Wedding photography disaster- protect yourself

6 10 2009

This story about a wedding photographer in England who was sued for providing “shoddy” photography holds a few lessons, for both photographers and brides to be. For brides, do your homework and get a decent, and professional photographer. These photos, and the video as well, make me wonder if the couple looked at any examples of the photographer’s work before they hired him. Was this just a bad day? I can’t imagine.

For photographers, the lesson is that an important element of your contract is a determination of what happens if something goes wrong.  Disasters happen. Car accidents and family emergencies happen. Even good equipment, on rare occasion, fails. My contract, regardless of the client, has a limitation of liability that says if something does go wrong, my liability is only the amount paid to me. I guarantee my work, but I am not willing to foot the bill for a second wedding if someone doesn’t like my style. To have such a guarantee would force me to raise my prices significantly.

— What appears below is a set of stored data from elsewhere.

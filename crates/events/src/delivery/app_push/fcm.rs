//! App-push delivery via Firebase Cloud Messaging (HTTP v1).
//!
//! [`FcmBackend`] POSTs one request per message to the FCM `messages:send`
//! endpoint. Provider error codes are classified into outcomes: an
//! `UNREGISTERED` destination is reported back as permanently invalid so
//! the caller can evict the stored key, while auth, sender-mismatch, and
//! quota errors fail the message without touching the key.

use std::time::Duration;

use async_trait::async_trait;

use super::{AppPushBackend, AppPushMessage, PushOutcome};

/// HTTP request timeout for a single delivery attempt.
const REQUEST_TIMEOUT: Duration = Duration::from_secs(10);

/// Default FCM HTTP v1 API base.
const DEFAULT_API_BASE: &str = "https://fcm.googleapis.com/v1";

/// Provider error code meaning the destination token no longer exists.
const ERROR_UNREGISTERED: &str = "UNREGISTERED";

// ---------------------------------------------------------------------------
// FcmConfig
// ---------------------------------------------------------------------------

/// Configuration for the FCM backend.
#[derive(Debug, Clone)]
pub struct FcmConfig {
    /// Firebase project id, used in the request path.
    pub project_id: String,
    /// OAuth2 bearer token. When absent the request is sent without an
    /// `Authorization` header (for proxy setups that inject their own).
    pub access_token: Option<String>,
    /// API base URL, overridable for tests and emulators.
    pub api_base: String,
}

impl FcmConfig {
    /// Load configuration from environment variables.
    ///
    /// Returns `None` if `FCM_PROJECT_ID` is not set, signalling that the
    /// FCM backend is not configured.
    ///
    /// | Variable           | Required | Default                          |
    /// |--------------------|----------|----------------------------------|
    /// | `FCM_PROJECT_ID`   | yes      | —                                |
    /// | `FCM_ACCESS_TOKEN` | no       | —                                |
    /// | `FCM_API_BASE`     | no       | `https://fcm.googleapis.com/v1`  |
    pub fn from_env() -> Option<Self> {
        let project_id = std::env::var("FCM_PROJECT_ID").ok()?;
        Some(Self {
            project_id,
            access_token: std::env::var("FCM_ACCESS_TOKEN").ok(),
            api_base: std::env::var("FCM_API_BASE")
                .unwrap_or_else(|_| DEFAULT_API_BASE.to_string()),
        })
    }
}

// ---------------------------------------------------------------------------
// Payload construction
// ---------------------------------------------------------------------------

/// Build the FCM v1 request body for one message.
///
/// Data values are stringified because FCM only accepts string-to-string
/// data maps. Silent messages carry no `notification` block and set the
/// APNs `content-available` flag instead.
fn build_payload(message: &AppPushMessage, notification_key: &str) -> serde_json::Value {
    let mut body = serde_json::json!({
        "message": {
            "token": notification_key,
        }
    });

    if message.is_silent() {
        body["message"]["apns"] = serde_json::json!({
            "payload": { "aps": { "content-available": 1 } }
        });
    } else {
        body["message"]["notification"] = serde_json::json!({
            "title": message.title,
            "body": message.body,
        });
    }

    if let Some(serde_json::Value::Object(data)) = &message.data {
        let stringified: serde_json::Map<String, serde_json::Value> = data
            .iter()
            .map(|(k, v)| {
                let s = match v {
                    serde_json::Value::String(s) => s.clone(),
                    other => other.to_string(),
                };
                (k.clone(), serde_json::Value::String(s))
            })
            .collect();
        body["message"]["data"] = serde_json::Value::Object(stringified);
    }

    body
}

/// Map a non-success provider response onto an outcome.
///
/// The v1 error body nests the code under `error.details[].errorCode`
/// (type `FcmError`) with a coarser `error.status` beside it; either may
/// carry `UNREGISTERED`.
fn classify_error(status: u16, body: &str) -> PushOutcome {
    let parsed: Option<serde_json::Value> = serde_json::from_str(body).ok();

    let error_code = parsed.as_ref().and_then(|v| {
        let error = v.get("error")?;
        if let Some(details) = error.get("details").and_then(|d| d.as_array()) {
            for detail in details {
                if let Some(code) = detail.get("errorCode").and_then(|c| c.as_str()) {
                    return Some(code.to_string());
                }
            }
        }
        error
            .get("status")
            .and_then(|s| s.as_str())
            .map(String::from)
    });

    match error_code.as_deref() {
        Some(ERROR_UNREGISTERED) => {
            PushOutcome::unregistered(format!("fcm returned HTTP {status}: UNREGISTERED"))
        }
        Some(code) => PushOutcome::failed(format!("fcm returned HTTP {status}: {code}")),
        None => PushOutcome::failed(format!("fcm returned HTTP {status}")),
    }
}

// ---------------------------------------------------------------------------
// FcmBackend
// ---------------------------------------------------------------------------

/// Delivers app pushes through the FCM HTTP v1 API.
#[derive(Debug)]
pub struct FcmBackend {
    config: FcmConfig,
    client: reqwest::Client,
}

impl FcmBackend {
    pub fn new(config: FcmConfig) -> Self {
        let client = reqwest::Client::builder()
            .timeout(REQUEST_TIMEOUT)
            .build()
            .expect("Failed to build reqwest HTTP client");
        Self { config, client }
    }

    fn endpoint(&self) -> String {
        format!(
            "{}/projects/{}/messages:send",
            self.config.api_base, self.config.project_id
        )
    }

    async fn send_one(&self, message: &AppPushMessage, notification_key: &str) -> PushOutcome {
        let payload = build_payload(message, notification_key);

        let mut request = self.client.post(self.endpoint()).json(&payload);
        if let Some(token) = &self.config.access_token {
            request = request.bearer_auth(token);
        }

        match request.send().await {
            Ok(response) if response.status().is_success() => PushOutcome::Sent,
            Ok(response) => {
                let status = response.status().as_u16();
                let body = response.text().await.unwrap_or_default();
                let outcome = classify_error(status, &body);
                tracing::warn!(log_id = message.log_id, status, "FCM delivery failed");
                outcome
            }
            Err(e) => {
                tracing::warn!(log_id = message.log_id, error = %e, "FCM request error");
                PushOutcome::failed(format!("fcm request error: {e}"))
            }
        }
    }
}

#[async_trait]
impl AppPushBackend for FcmBackend {
    async fn send_messages(&self, messages: &[AppPushMessage]) -> Vec<PushOutcome> {
        let mut outcomes = Vec::with_capacity(messages.len());
        for message in messages {
            match &message.notification_key {
                None => outcomes.push(PushOutcome::Skipped("no notification key".to_string())),
                Some(key) => outcomes.push(self.send_one(message, key).await),
            }
        }
        outcomes
    }
}

// ---------------------------------------------------------------------------
// Tests
// ---------------------------------------------------------------------------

This is important, not because I expect my client to be unhappy- on the contrary, I have very happy clients. But photography is subjective. For example, the judge in the above article found that the photography was bad based in part on the fact that some heads were cut off, and some horizons were crooked. Some photos were out of focus. From a stylistic perspective, you might have award-winning images with heads cut off, crooked horizons and soft focus.

This brings up another point. I don’t know whether the photographer in the above case gave all his images to the bride, or only a selection, but as a rule, I ALWAYS provided only an edited selection. I learned the hard way to never provide my entire take to someone who is not a photography professional. Doing so is an invitation to be judged by your outtakes, which by definition, stink.

You could certainly take my worst outtakes from any event I have photographed, haul me before a judge, and get a judgment that I am a bad photographer. But that will never happen, because my job is not to make every frame I shoot perfect. My job is to to provide a selection of wonderful, unique images. That is what the client wants, and that is what the client gets.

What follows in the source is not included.